В течение целого года я преподавал английский язык в интернате во французской Швейцарии. В этом частном интернате воспитывались дети зажиточных владельцев гостиниц, булочников, мясников из немецкой Швейцарии, которым нужно было дать специальное образование в области торговли. [352] Интернат находился в чудесном хвойном лесу на высоком гребне Юры. С балкона можно было видеть равнину, на которой раскинулись озера — Женевское, Ноенбургское и Билерское, а за ними расстилался на сотни километров альпийский горный хребет с его вершинами Монбланом, Юнгфрау, Монахом до Сентиса у Цюриха. Это была незабываемая картина; по утрам глетчеры краснели, затем розовели, а после восхода солнца блестели в своем белоснежном наряде.

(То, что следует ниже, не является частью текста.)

use crate::error::Result;
use crate::scpi::Scpi;

use super::super::common::Source;
use super::check_source_level;

const DPLUS:&str       = ":TRIGger:USB:DPLus";
const DMINUS:&str      = ":TRIGger:USB:DMINus";
const WHEN:&str        = ":TRIGger:USB:WHEN";
const SPEED:&str       = ":TRIGger:USB:SPEed";
const PLUS_LEVEL:&str  = ":TRIGger:USB:PLEVel";
const MINUS_LEVEL:&str = ":TRIGger:USB:MLEVel";

mnemonic! {
	pub enum UsbWhen {
		StartOfPacket => ("SOP", "SOP", "start of packet"),
		EndOfPacket   => ("EOP", "EOP", "end of packet"),
		ResetComplete => ("RC", "RC", "reset complete"),
		Suspend       => ("SUSPend", "SUSP", "enter suspend"),
		ExitSuspend   => ("EXITsuspend", "EXIT", "exit suspend"),
	}
}

mnemonic! {
	pub enum UsbSpeed {
		Full => ("FULL", "FULL", "full speed"),
		Low  => ("LOW", "LOW", "low speed"),
	}
}

pub struct Usb<'a> {
	scpi: &'a mut Scpi,
}

impl<'a> Usb<'a> {

	pub(crate) fn new(scpi:&'a mut Scpi) -> Self { Self{ scpi } }

	pub fn set_plus_source(&mut self, source:Source) -> Result<()> { self.scpi.set_mnemonic(DPLUS, source) }
	pub fn plus_source(&mut self) -> Result<Source>                { self.scpi.query_mnemonic(DPLUS) }

	pub fn set_minus_source(&mut self, source:Source) -> Result<()> { self.scpi.set_mnemonic(DMINUS, source) }
	pub fn minus_source(&mut self) -> Result<Source>                { self.scpi.query_mnemonic(DMINUS) }

	pub fn set_when(&mut self, when:UsbWhen) -> Result<()> { self.scpi.set_mnemonic(WHEN, when) }
	pub fn when(&mut self) -> Result<UsbWhen>              { self.scpi.query_mnemonic(WHEN) }

	pub fn set_speed(&mut self, speed:UsbSpeed) -> Result<()> { self.scpi.set_mnemonic(SPEED, speed) }
	pub fn speed(&mut self) -> Result<UsbSpeed>               { self.scpi.query_mnemonic(SPEED) }

	/// Level on the D+ line, checked against the channel carrying D+.
	pub fn set_plus_level(&mut self, level:f64) -> Result<()> {
		check_source_level(self.scpi, DPLUS, level)?;
		self.scpi.set_f64(PLUS_LEVEL, level)
	}

	pub fn plus_level(&mut self) -> Result<f64> { self.scpi.query_f64(PLUS_LEVEL) }

	pub fn set_minus_level(&mut self, level:f64) -> Result<()> {
		check_source_level(self.scpi, DMINUS, level)?;
		self.scpi.set_f64(MINUS_LEVEL, level)
	}

	pub fn minus_level(&mut self) -> Result<f64> { self.scpi.query_f64(MINUS_LEVEL) }

}
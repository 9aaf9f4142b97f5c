use crate::error::{Error, Result};
use crate::scpi::Scpi;
use crate::validate::{check_in_set, check_range, si_format};

/// `(min scale, max scale, offset limit)` at a 1X probe. The offset may go from `-limit` to `+limit`
/// while the scale lies within `min..=max`. Every entry scales with the probe ratio.
pub const OFFSET_RANGES:[(f64, f64, f64); 4] = [
	(0.0005, 0.05, 2.0),
	(0.051, 0.2, 10.0),
	(0.205, 2.0, 50.0),
	(2.05, 10.0, 100.0),
];

pub const PROBE_RATIOS:[f64; 16] = [
	0.01, 0.02, 0.05, 0.1, 0.2, 0.5, 1.0, 2.0, 5.0, 10.0, 20.0, 50.0, 100.0, 200.0, 500.0, 1000.0,
];

pub const MIN_SCALE:f64 = 0.0005;
pub const MAX_SCALE:f64 = 10.0;

mnemonic! {
	pub enum Coupling {
		Ac  => ("AC", "AC", "AC"),
		Dc  => ("DC", "DC", "DC"),
		Gnd => ("GND", "GND", "ground"),
	}
}

mnemonic! {
	pub enum Units {
		Voltage => ("VOLTage", "VOLT", "volts"),
		Watt    => ("WATT", "WATT", "watts"),
		Ampere  => ("AMPere", "AMP", "amperes"),
		Unknown => ("UNKNown", "UNKN", "unknown"),
	}
}

mnemonic! {
	/// The 100 MHz limit is not available on 70 MHz and 100 MHz models.
	pub enum BandwidthLimit {
		Off    => ("OFF", "OFF", "off"),
		Mhz20  => ("20M", "20M", "20 MHz"),
		Mhz100 => ("100M", "100M", "100 MHz"),
	}
}

/// Allowed offset window for `scale` (V/div) with a probe of `ratio`, if the scale is valid.
pub fn offset_limit(scale:f64, ratio:f64) -> Option<f64> {
	OFFSET_RANGES.iter()
		.find(|(min, max, _)| min * ratio <= scale && scale <= max * ratio)
		.map(|(_, _, off)| off * ratio)
}

pub struct Channel<'a> {
	scpi: &'a mut Scpi,
	n: u8,
}

impl<'a> Channel<'a> {

	pub(crate) fn new(scpi:&'a mut Scpi, n:u8) -> Result<Self> {
		if n != 1 && n != 2 { return Err(Error::InvalidChannel(n)); }
		Ok(Self{ scpi, n })
	}

	pub fn number(&self) -> u8 { self.n }

	fn path(&self, leaf:&str) -> String { format!(":CHANnel{}:{}", self.n, leaf) }

	pub fn set_coupling(&mut self, c:Coupling) -> Result<()> { let p = self.path("COUPling"); self.scpi.set_mnemonic(&p, c) }
	pub fn coupling(&mut self) -> Result<Coupling>          { let p = self.path("COUPling"); self.scpi.query_mnemonic(&p) }

	pub fn set_units(&mut self, u:Units) -> Result<()> { let p = self.path("UNITs"); self.scpi.set_mnemonic(&p, u) }
	pub fn units(&mut self) -> Result<Units>          { let p = self.path("UNITs"); self.scpi.query_mnemonic(&p) }

	pub fn set_bandwidth_limit(&mut self, b:BandwidthLimit) -> Result<()> { let p = self.path("BWLimit"); self.scpi.set_mnemonic(&p, b) }
	pub fn bandwidth_limit(&mut self) -> Result<BandwidthLimit>          { let p = self.path("BWLimit"); self.scpi.query_mnemonic(&p) }

	pub fn set_display(&mut self, on:bool) -> Result<()> { let p = self.path("DISPlay"); self.scpi.set_bool(&p, on) }
	pub fn display(&mut self) -> Result<bool>           { let p = self.path("DISPlay"); self.scpi.query_bool(&p) }

	pub fn set_invert(&mut self, on:bool) -> Result<()> { let p = self.path("INVert"); self.scpi.set_bool(&p, on) }
	pub fn invert(&mut self) -> Result<bool>           { let p = self.path("INVert"); self.scpi.query_bool(&p) }

	/// Fine adjustment of the vertical scale.
	pub fn set_fine_adjust(&mut self, on:bool) -> Result<()> { let p = self.path("VERNier"); self.scpi.set_bool(&p, on) }
	pub fn fine_adjust(&mut self) -> Result<bool>           { let p = self.path("VERNier"); self.scpi.query_bool(&p) }

	pub fn set_probe_ratio(&mut self, ratio:f64) -> Result<()> {
		check_in_set("probe ratio", ratio, &PROBE_RATIOS, "X")?;
		let p = self.path("PROBe");
		self.scpi.set_f64(&p, ratio)
	}

	pub fn probe_ratio(&mut self) -> Result<f64> { let p = self.path("PROBe"); self.scpi.query_f64(&p) }

	/// Vertical scale in V/div. The valid range is 500µV to 10V at 1X and scales with the probe ratio.
	pub fn set_scale(&mut self, scale:f64) -> Result<()> {
		let ratio = self.probe_ratio()?;
		check_range("scale", scale, MIN_SCALE * ratio, MAX_SCALE * ratio, "V")?;
		let p = self.path("SCALe");
		self.scpi.set_f64(&p, scale)
	}

	pub fn scale(&mut self) -> Result<f64> { let p = self.path("SCALe"); self.scpi.query_f64(&p) }

	/// Vertical offset in volts. `None` restores the default of +2V on channel 1 and -2V on
	/// channel 2 (times the probe ratio).
	pub fn set_offset(&mut self, offset:Option<f64>) -> Result<()> {
		let ratio = self.probe_ratio()?;
		let p = self.path("OFFSet");

		let offset = match offset {
			Some(o) => o,
			None => return self.scpi.set_f64(&p, if self.n == 1 { 2.0 * ratio } else { -2.0 * ratio }),
		};

		let scale = self.scale()?;
		match offset_limit(scale, ratio) {
			Some(limit) => check_range("offset", offset, -limit, limit, "V")?,
			None => {
				let ranges:Vec<String> = OFFSET_RANGES.iter()
					.map(|(min, max, off)| format!("{}/div to {}/div allows ±{}", si_format(min * ratio, "V"), si_format(max * ratio, "V"), si_format(off * ratio, "V")))
					.collect();
				return Err(Error::OutOfRange {
					name: "offset",
					message: format!("the current scale {}/div has no offset range ({})", si_format(scale, "V"), ranges.join("; ")),
				});
			}
		}
		self.scpi.set_f64(&p, offset)
	}

	pub fn offset(&mut self) -> Result<f64> { let p = self.path("OFFSet"); self.scpi.query_f64(&p) }

}

#[cfg(test)]
mod tests {
	use super::*;

	#[test]
	fn offset_limit_follows_scale_and_probe() {
		assert_eq!(offset_limit(0.01, 1.0), Some(2.0));
		assert_eq!(offset_limit(0.1, 1.0), Some(10.0));
		assert_eq!(offset_limit(1.0, 1.0), Some(50.0));
		assert_eq!(offset_limit(5.0, 1.0), Some(100.0));
		assert_eq!(offset_limit(0.1, 10.0), Some(20.0));
		assert_eq!(offset_limit(20.0, 1.0), None);
	}
}
// Rigol DS2000 series oscilloscopes. Other Rigol scopes share most of this vocabulary, so they would live alongside it.
pub mod ds2000;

Торговое дело преподавал сам владелец — он же директор интерната, — французский язык — молодой француз, а английский — я. Мы оба не имели разрешения работать в Швейцарии, и поэтому нам платили гроши. Для владельца его предприятие было золотым дном. Меня эта эксплуатация не очень трогала. В Швейцарии у меня были деньги во франках, которые я получил от одной американки: благодаря моим связям я помог ей вернуть ее замороженное в Англии имущество.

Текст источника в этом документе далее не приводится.